The reasoning behind this belief is once sex is introduced in the early stages of a relationship, this “rewarding area of the relationship overwhelms good decision-making and keeps couples in a relationship that might not be the best for them in the long run,” as Busby explains.
I can see where he’s coming from. In fact, this is a little something I like to call the “Vince factor.” I present to you Exhibit A: Vinny Chase (yes, everyone, from “Entourage”).
He’s the king of sex on the first night. Hell, he’s the Michael Jordan of scoring on first sight. But, still, he’s single.
So, apparently, none of these flings have found a way to stick, not that he’s necessarily looking to get cuffed or anything -- don’t get it twisted -- but that’s just an observation. Sexual rapidity won’t always translate to the long term.
Having said that, let’s bring on in Exhibit B: E and Sloan (also from “Entourage”).
E, on the other hand, is hardly as keen to sleep with the first (sexy) woman he sees as his buddy Vince. E didn’t just do the “I Dream of Genie” gesture and find Sloan by his hip.
No, E spent time courting Sloan prior to ever sleeping with her, and, as a result, their sex life wasn’t the forefront of their relationship once they became an item.
And as the story goes, Sloan and E *ultimately* lasted (although I have a feeling there will be some drama in the movie).
Sex early in relationships, as Bryner writes, skews focus away from vital aspects such as communication and commitment, due to the instant pleasure that comes with sex.
Susanne Alexander, a relationship coach, told WebMD,
The sex might be the driving force behind the first few months of your relationship, but when you actually start to discover the more nonsexual aspects of your significant other, you may realize this person is not who you thought he or she was.
To gain a more scientifically verifiable answer to whether or not sex early on is detrimental to a relationship, Busby “recruited 2,035 heterosexual individuals who had an average age of 36 and were in their first marriages” and administered them a questionnaire that revolved around relationship satisfaction and stability.
Next, the participants were asked to self-report whether or not they had sex early in their relationship, late in their relationship or waited until marriage.

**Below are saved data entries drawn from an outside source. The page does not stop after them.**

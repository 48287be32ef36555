//! Order queries that sit outside the status workflow: checkout, listings,
//! line items and admin reporting.

use bigdecimal::BigDecimal;
use chrono::{DateTime, Utc};
use serde::Serialize;
use sqlx::{FromRow, PgPool, QueryBuilder};

use crate::adapters::postgres_order_repository::{OrderRow, ORDER_COLUMNS};
use crate::db::models::OrderItem;
use crate::domain::{Order, OrderStatus, PaymentMethod};
use crate::error::AppError;
use crate::services::discounts;

pub const FREE_SHIPPING_THRESHOLD: i64 = 500_000;
pub const FLAT_SHIPPING_FEE: i64 = 30_000;

/// Shipping is charged on the amount left after discounts.
pub fn shipping_fee_for(discounted_subtotal: &BigDecimal) -> BigDecimal {
    if discounted_subtotal >= &BigDecimal::from(FREE_SHIPPING_THRESHOLD) {
        BigDecimal::from(0)
    } else {
        BigDecimal::from(FLAT_SHIPPING_FEE)
    }
}

#[derive(Debug, Clone)]
pub struct CheckoutRequest {
    pub user_id: i64,
    pub shipping_name: String,
    pub shipping_phone: String,
    pub shipping_address: String,
    pub note: Option<String>,
    pub payment_method: PaymentMethod,
    pub discount_code: Option<String>,
}

#[derive(Debug, Clone)]
pub struct CheckoutOutcome {
    pub order: Order,
    pub items: Vec<OrderItem>,
}

#[derive(Debug, FromRow)]
struct LockedCartLine {
    product_id: i64,
    quantity: i32,
    name: String,
    price: BigDecimal,
    stock: i32,
    is_active: bool,
}

/// Turns the user's cart into an order in a single transaction.
///
/// Product rows are locked for the duration, so two concurrent checkouts can
/// never both take the last unit.
pub async fn checkout(pool: &PgPool, request: &CheckoutRequest) -> Result<CheckoutOutcome, AppError> {
    let mut tx = pool.begin().await?;

    let lines = sqlx::query_as::<_, LockedCartLine>(
        r#"
        SELECT c.product_id, c.quantity, p.name, p.price, p.stock, p.is_active
        FROM cart_items c JOIN products p ON p.id = c.product_id
        WHERE c.user_id = $1
        ORDER BY p.id
        FOR UPDATE OF p
        "#,
    )
    .bind(request.user_id)
    .fetch_all(&mut *tx)
    .await?;

    if lines.is_empty() {
        return Err(AppError::BadRequest("Cart is empty".to_string()));
    }

    let mut subtotal = BigDecimal::from(0);
    for line in &lines {
        if !line.is_active {
            return Err(AppError::BadRequest(format!(
                "{} is no longer available",
                line.name
            )));
        }
        if line.stock < line.quantity {
            return Err(AppError::Conflict(format!(
                "Only {} left in stock for {}",
                line.stock, line.name
            )));
        }
        subtotal += &line.price * BigDecimal::from(line.quantity);
    }

    let now = Utc::now();
    let mut discount_amount = BigDecimal::from(0);
    let mut applied_code = None;
    if let Some(raw) = &request.discount_code {
        let code = discounts::normalize_code(raw)?;
        let found = discounts::lock_by_code(&mut tx, &code)
            .await?
            .ok_or_else(|| AppError::Validation("discount_code: does not exist".to_string()))?;
        discount_amount = discounts::compute_discount(&found, &subtotal, now)?;
        discounts::increment_usage(&mut tx, found.id).await?;
        applied_code = Some(found.code);
    }

    let discounted = &subtotal - &discount_amount;
    let shipping_fee = shipping_fee_for(&discounted);
    let total = &discounted + &shipping_fee;
    let status = request.payment_method.initial_status();

    let row = sqlx::query_as::<_, OrderRow>(&format!(
        r#"
        INSERT INTO orders (
            user_id, subtotal, discount_amount, shipping_fee, total, discount_code, status,
            payment_method, shipping_name, shipping_phone, shipping_address, note
        ) VALUES ($1, $2, $3, $4, $5, $6, $7, $8, $9, $10, $11, $12)
        RETURNING {}
        "#,
        ORDER_COLUMNS
    ))
    .bind(request.user_id)
    .bind(&subtotal)
    .bind(&discount_amount)
    .bind(&shipping_fee)
    .bind(&total)
    .bind(&applied_code)
    .bind(status.as_str())
    .bind(request.payment_method.as_str())
    .bind(&request.shipping_name)
    .bind(&request.shipping_phone)
    .bind(&request.shipping_address)
    .bind(&request.note)
    .fetch_one(&mut *tx)
    .await?;
    let order = row.into_domain()?;

    let mut items = Vec::with_capacity(lines.len());
    for line in &lines {
        let item = sqlx::query_as::<_, OrderItem>(
            r#"
            INSERT INTO order_items (order_id, product_id, product_name, unit_price, quantity)
            VALUES ($1, $2, $3, $4, $5)
            RETURNING *
            "#,
        )
        .bind(order.id)
        .bind(line.product_id)
        .bind(&line.name)
        .bind(&line.price)
        .bind(line.quantity)
        .fetch_one(&mut *tx)
        .await?;
        items.push(item);

        sqlx::query("UPDATE products SET stock = stock - $1, updated_at = NOW() WHERE id = $2")
            .bind(line.quantity)
            .bind(line.product_id)
            .execute(&mut *tx)
            .await?;
    }

    sqlx::query("DELETE FROM cart_items WHERE user_id = $1")
        .bind(request.user_id)
        .execute(&mut *tx)
        .await?;

    sqlx::query(
        "INSERT INTO order_status_logs (order_id, status, reason, changed_by) VALUES ($1, $2, $3, $4)",
    )
    .bind(order.id)
    .bind(status.as_str())
    .bind(format!("Order placed with {}", request.payment_method.as_str()))
    .bind(request.user_id)
    .execute(&mut *tx)
    .await?;

    tx.commit().await?;

    tracing::info!(
        order_id = order.id,
        user_id = request.user_id,
        total = %order.total,
        status = %order.status,
        "order placed"
    );

    Ok(CheckoutOutcome { order, items })
}

pub async fn order_items(pool: &PgPool, order_id: i64) -> Result<Vec<OrderItem>, sqlx::Error> {
    sqlx::query_as::<_, OrderItem>("SELECT * FROM order_items WHERE order_id = $1 ORDER BY id")
        .bind(order_id)
        .fetch_all(pool)
        .await
}

/// Orders newest first, optionally narrowed to one user and/or status.
pub async fn list_orders(
    pool: &PgPool,
    user_id: Option<i64>,
    status: Option<OrderStatus>,
    limit: i64,
    offset: i64,
) -> Result<(Vec<Order>, i64), AppError> {
    fn push_filters<'a>(
        builder: &mut QueryBuilder<'a, sqlx::Postgres>,
        user_id: Option<i64>,
        status: Option<OrderStatus>,
    ) {
        builder.push(" WHERE TRUE");
        if let Some(user_id) = user_id {
            builder.push(" AND user_id = ").push_bind(user_id);
        }
        if let Some(status) = status {
            builder.push(" AND status = ").push_bind(status.as_str());
        }
    }

    let mut count = QueryBuilder::new("SELECT COUNT(*) FROM orders");
    push_filters(&mut count, user_id, status);
    let total: i64 = count.build_query_scalar().fetch_one(pool).await?;

    let mut query = QueryBuilder::new(format!("SELECT {} FROM orders", ORDER_COLUMNS));
    push_filters(&mut query, user_id, status);
    query
        .push(" ORDER BY created_at DESC, id DESC LIMIT ")
        .push_bind(limit)
        .push(" OFFSET ")
        .push_bind(offset);

    let rows = query.build_query_as::<OrderRow>().fetch_all(pool).await?;
    let orders = rows
        .into_iter()
        .map(OrderRow::into_domain)
        .collect::<Result<Vec<_>, _>>()?;

    Ok((orders, total))
}

// --- Reporting ---

#[derive(Debug, Clone, Serialize, FromRow)]
pub struct StatusCount {
    pub status: String,
    pub count: i64,
}

#[derive(Debug, Clone, Serialize)]
pub struct StoreStats {
    pub revenue: BigDecimal,
    pub revenue_orders: i64,
    pub orders_by_status: Vec<StatusCount>,
    pub total_orders: i64,
    pub total_users: i64,
    pub active_products: i64,
}

fn revenue_statuses() -> Vec<String> {
    OrderStatus::ALL
        .iter()
        .filter(|status| status.is_revenue())
        .map(|status| status.as_str().to_string())
        .collect()
}

pub async fn store_stats(pool: &PgPool) -> Result<StoreStats, sqlx::Error> {
    let (revenue, revenue_orders): (Option<BigDecimal>, i64) = sqlx::query_as(
        "SELECT SUM(total), COUNT(*) FROM orders WHERE status = ANY($1)",
    )
    .bind(revenue_statuses())
    .fetch_one(pool)
    .await?;

    let orders_by_status = sqlx::query_as::<_, StatusCount>(
        "SELECT status, COUNT(*) AS count FROM orders GROUP BY status ORDER BY status",
    )
    .fetch_all(pool)
    .await?;

    let total_users: i64 = sqlx::query_scalar("SELECT COUNT(*) FROM users")
        .fetch_one(pool)
        .await?;
    let active_products: i64 = sqlx::query_scalar("SELECT COUNT(*) FROM products WHERE is_active")
        .fetch_one(pool)
        .await?;

    Ok(StoreStats {
        revenue: revenue.unwrap_or_else(|| BigDecimal::from(0)),
        revenue_orders,
        total_orders: orders_by_status.iter().map(|row| row.count).sum(),
        orders_by_status,
        total_users,
        active_products,
    })
}

#[derive(Debug, Clone, Copy, PartialEq, Eq)]
pub enum RevenueGroup {
    Day,
    Month,
}

impl RevenueGroup {
    pub fn parse(raw: Option<&str>) -> Result<Self, AppError> {
        match raw.map(str::trim) {
            None | Some("") | Some("day") => Ok(RevenueGroup::Day),
            Some("month") => Ok(RevenueGroup::Month),
            Some(other) => Err(AppError::Validation(format!(
                "group: '{}' must be one of day, month",
                other
            ))),
        }
    }

    fn trunc_unit(&self) -> &'static str {
        match self {
            RevenueGroup::Day => "day",
            RevenueGroup::Month => "month",
        }
    }
}

#[derive(Debug, Clone, Serialize, FromRow)]
pub struct RevenuePoint {
    pub period: DateTime<Utc>,
    pub revenue: BigDecimal,
    pub orders: i64,
}

/// Revenue bucketed by day or month over `[from, to)`.
pub async fn revenue_series(
    pool: &PgPool,
    from: DateTime<Utc>,
    to: DateTime<Utc>,
    group: RevenueGroup,
) -> Result<Vec<RevenuePoint>, sqlx::Error> {
    sqlx::query_as::<_, RevenuePoint>(
        r#"
        SELECT date_trunc($1, created_at) AS period, SUM(total) AS revenue, COUNT(*) AS orders
        FROM orders
        WHERE status = ANY($2) AND created_at >= $3 AND created_at < $4
        GROUP BY period
        ORDER BY period
        "#,
    )
    .bind(group.trunc_unit())
    .bind(revenue_statuses())
    .bind(from)
    .bind(to)
    .fetch_all(pool)
    .await
}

According to Bryner, “relationships fared better and better the longer a person waited to have sex, up until marriage, with those hitting the sack before a month showing the worst outcomes.”
Statistics showed when compared to the “early” group, those who waited until marriage rated:
1. Relationship stability 22 percent higher.
2. Relationship satisfaction 20 percent higher.
3. Sexual quality 15 percent better.
4. Communication 12 percent better.
Busby reported while 40 percent of couples are “essentially sexual” within the first two dates, when individually asked if they could trust their significant others with their pets for the weekend, “many could not answer this in the affirmative.”
This shows the lack of true trust between a great deal of sexual partners, today.
Of course, waiting until marriage is a bit extreme, but still, these statistics do present a strong case for waiting -- however long you choose to -- instead of rushing right into sex. Ultimately, sex requires maturity, as do relationships.
Part of maturity is knowing what’s best for the big picture, regardless of impulsive desires.